→ **Data section**
//! Lunar bytecode: Lua 5.3 instruction encoding, function prototypes and a disassembler.
//!
//! Prototypes are produced by an external compiler (or assembled by hand) and
//! consumed read-only by the VM.

pub mod disasm;
pub mod opcode;
pub mod proto;
//! Process-wide interpreter state shared by every frame: globals, the
//! registry and per-kind metatables.

use crate::metamethod::MetamethodNames;
use lunar_core::object::ValueKind;
use lunar_core::string::LuaStr;
use lunar_core::table::{Table, TableRef};
use lunar_core::value::TValue;
use rustc_hash::FxHashMap;

/// Registry key of the loaded-modules table.
pub const LOADED_KEY: &str = "_LOADED";
/// Registry array slot holding the globals table.
pub const RIDX_GLOBALS: i64 = 2;

pub struct Runtime {
    pub globals: TableRef,
    pub registry: TableRef,
    /// Module table searched for global function names in tracebacks.
    pub loaded: TableRef,
    /// Metatables shared by all values of a non-table, non-host kind.
    pub type_metatables: FxHashMap<ValueKind, TableRef>,
    pub mm_names: MetamethodNames,
}

impl Runtime {
    pub fn new() -> Self {
        let globals = Table::new(0, 32).into_ref();
        globals
            .borrow_mut()
            .raw_set_str(LuaStr::from("_G"), TValue::Table(globals.clone()));

        let loaded = Table::new(0, 4).into_ref();
        loaded
            .borrow_mut()
            .raw_set_str(LuaStr::from("_G"), TValue::Table(globals.clone()));

        let registry = Table::new(2, 4).into_ref();
        {
            let mut reg = registry.borrow_mut();
            reg.raw_seti(RIDX_GLOBALS, TValue::Table(globals.clone()));
            reg.raw_set_str(LuaStr::from(LOADED_KEY), TValue::Table(loaded.clone()));
        }

        log::debug!("runtime created");
        Runtime {
            globals,
            registry,
            loaded,
            type_metatables: FxHashMap::default(),
            mm_names: MetamethodNames::init(),
        }
    }
}

impl Default for Runtime {
    fn default() -> Self {
        Self::new()
    }
}
//! Call frame information for the VM.

use lunar_core::closure::LuaClosure;
use std::rc::Rc;

/// Index of a frame in the VM's call stack.
pub type FrameId = usize;

// Flags for CallInfo boolean fields
const FLAG_IS_LUA: u8 = 1;
const FLAG_IS_TAIL_CALL: u8 = 2;
/// Entered from the host: RETURN leaves the dispatch loop instead of
/// resuming the caller.
const FLAG_FRESH: u8 = 4;

/// A call frame on the VM call stack.
#[derive(Clone, Debug)]
pub struct CallInfo {
    /// The running closure (None for native frames).
    pub closure: Option<Rc<LuaClosure>>,
    /// Stack slot holding the called function; results are moved here.
    pub func_idx: usize,
    /// First register.
    pub base: usize,
    /// One past the frame's last usable slot.
    pub top: usize,
    /// Index of the next instruction.
    pub pc: usize,
    /// Expected number of results (-1 = multi-return).
    pub num_results: i32,
    /// The calling frame.
    pub prev: Option<FrameId>,
    flags: u8,
}

impl CallInfo {
    pub fn new_lua(
        closure: Rc<LuaClosure>,
        func_idx: usize,
        base: usize,
        top: usize,
        num_results: i32,
        prev: Option<FrameId>,
    ) -> Self {
        CallInfo {
            closure: Some(closure),
            func_idx,
            base,
            top,
            pc: 0,
            num_results,
            prev,
            flags: FLAG_IS_LUA,
        }
    }

    pub fn new_native(
        func_idx: usize,
        top: usize,
        num_results: i32,
        prev: Option<FrameId>,
    ) -> Self {
        CallInfo {
            closure: None,
            func_idx,
            base: func_idx + 1,
            top,
            pc: 0,
            num_results,
            prev,
            flags: 0,
        }
    }

    #[inline(always)]
    pub fn is_lua(&self) -> bool {
        self.flags & FLAG_IS_LUA != 0
    }

    #[inline(always)]
    pub fn is_tail_call(&self) -> bool {
        self.flags & FLAG_IS_TAIL_CALL != 0
    }

    #[inline(always)]
    pub fn set_is_tail_call(&mut self, v: bool) {
        if v {
            self.flags |= FLAG_IS_TAIL_CALL;
        } else {
            self.flags &= !FLAG_IS_TAIL_CALL;
        }
    }

    #[inline(always)]
    pub fn is_fresh(&self) -> bool {
        self.flags & FLAG_FRESH != 0
    }

    #[inline(always)]
    pub fn set_fresh(&mut self, v: bool) {
        if v {
            self.flags |= FLAG_FRESH;
        } else {
            self.flags &= !FLAG_FRESH;
        }
    }

    /// Index of the instruction being executed.
    #[inline(always)]
    pub fn current_pc(&self) -> usize {
        self.pc.saturating_sub(1)
    }
}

→ **Directions**
Exactly as given, repeat each line above.

→ **Response for this exercise**
//! Lunar bytecode: Lua 5.3 instruction encoding, function prototypes and a disassembler.
//!
//! Prototypes are produced by an external compiler (or assembled by hand) and
//! consumed read-only by the VM.

pub mod disasm;
pub mod opcode;
pub mod proto;
//! Process-wide interpreter state shared by every frame: globals, the
//! registry and per-kind metatables.

use crate::metamethod::MetamethodNames;
use lunar_core::object::ValueKind;
use lunar_core::string::LuaStr;
use lunar_core::table::{Table, TableRef};
use lunar_core::value::TValue;
use rustc_hash::FxHashMap;

/// Registry key of the loaded-modules table.
pub const LOADED_KEY: &str = "_LOADED";
/// Registry array slot holding the globals table.
pub const RIDX_GLOBALS: i64 = 2;

pub struct Runtime {
    pub globals: TableRef,
    pub registry: TableRef,
    /// Module table searched for global function names in tracebacks.
    pub loaded: TableRef,
    /// Metatables shared by all values of a non-table, non-host kind.
    pub type_metatables: FxHashMap<ValueKind, TableRef>,
    pub mm_names: MetamethodNames,
}

impl Runtime {
    pub fn new() -> Self {
        let globals = Table::new(0, 32).into_ref();
        globals
            .borrow_mut()
            .raw_set_str(LuaStr::from("_G"), TValue::Table(globals.clone()));

        let loaded = Table::new(0, 4).into_ref();
        loaded
            .borrow_mut()
            .raw_set_str(LuaStr::from("_G"), TValue::Table(globals.clone()));

        let registry = Table::new(2, 4).into_ref();
        {
            let mut reg = registry.borrow_mut();
            reg.raw_seti(RIDX_GLOBALS, TValue::Table(globals.clone()));
            reg.raw_set_str(LuaStr::from(LOADED_KEY), TValue::Table(loaded.clone()));
        }

        log::debug!("runtime created");
        Runtime {
            globals,
            registry,
            loaded,
            type_metatables: FxHashMap::default(),
            mm_names: MetamethodNames::init(),
        }
    }
}

impl Default for Runtime {
    fn default() -> Self {
        Self::new()
    }
}
//! Call frame information for the VM.

use lunar_core::closure::LuaClosure;
use std::rc::Rc;

/// Index of a frame in the VM's call stack.
pub type FrameId = usize;

// Flags for CallInfo boolean fields
const FLAG_IS_LUA: u8 = 1;
const FLAG_IS_TAIL_CALL: u8 = 2;
/// Entered from the host: RETURN leaves the dispatch loop instead of
/// resuming the caller.
const FLAG_FRESH: u8 = 4;

/// A call frame on the VM call stack.
#[derive(Clone, Debug)]
pub struct CallInfo {
    /// The running closure (None for native frames).
    pub closure: Option<Rc<LuaClosure>>,
    /// Stack slot holding the called function; results are moved here.
    pub func_idx: usize,
    /// First register.
    pub base: usize,
    /// One past the frame's last usable slot.
    pub top: usize,
    /// Index of the next instruction.
    pub pc: usize,
    /// Expected number of results (-1 = multi-return).
    pub num_results: i32,
    /// The calling frame.
    pub prev: Option<FrameId>,
    flags: u8,
}

impl CallInfo {
    pub fn new_lua(
        closure: Rc<LuaClosure>,
        func_idx: usize,
        base: usize,
        top: usize,
        num_results: i32,
        prev: Option<FrameId>,
    ) -> Self {
        CallInfo {
            closure: Some(closure),
            func_idx,
            base,
            top,
            pc: 0,
            num_results,
            prev,
            flags: FLAG_IS_LUA,
        }
    }

    pub fn new_native(
        func_idx: usize,
        top: usize,
        num_results: i32,
        prev: Option<FrameId>,
    ) -> Self {
        CallInfo {
            closure: None,
            func_idx,
            base: func_idx + 1,
            top,
            pc: 0,
            num_results,
            prev,
            flags: 0,
        }
    }

    #[inline(always)]
    pub fn is_lua(&self) -> bool {
        self.flags & FLAG_IS_LUA != 0
    }

    #[inline(always)]
    pub fn is_tail_call(&self) -> bool {
        self.flags & FLAG_IS_TAIL_CALL != 0
    }

    #[inline(always)]
    pub fn set_is_tail_call(&mut self, v: bool) {
        if v {
            self.flags |= FLAG_IS_TAIL_CALL;
        } else {
            self.flags &= !FLAG_IS_TAIL_CALL;
        }
    }

    #[inline(always)]
    pub fn is_fresh(&self) -> bool {
        self.flags & FLAG_FRESH != 0
    }

    #[inline(always)]
    pub fn set_fresh(&mut self, v: bool) {
        if v {
            self.flags |= FLAG_FRESH;
        } else {
            self.flags &= !FLAG_FRESH;
        }
    }

    /// Index of the instruction being executed.
    #[inline(always)]
    pub fn current_pc(&self) -> usize {
        self.pc.saturating_sub(1)
    }
}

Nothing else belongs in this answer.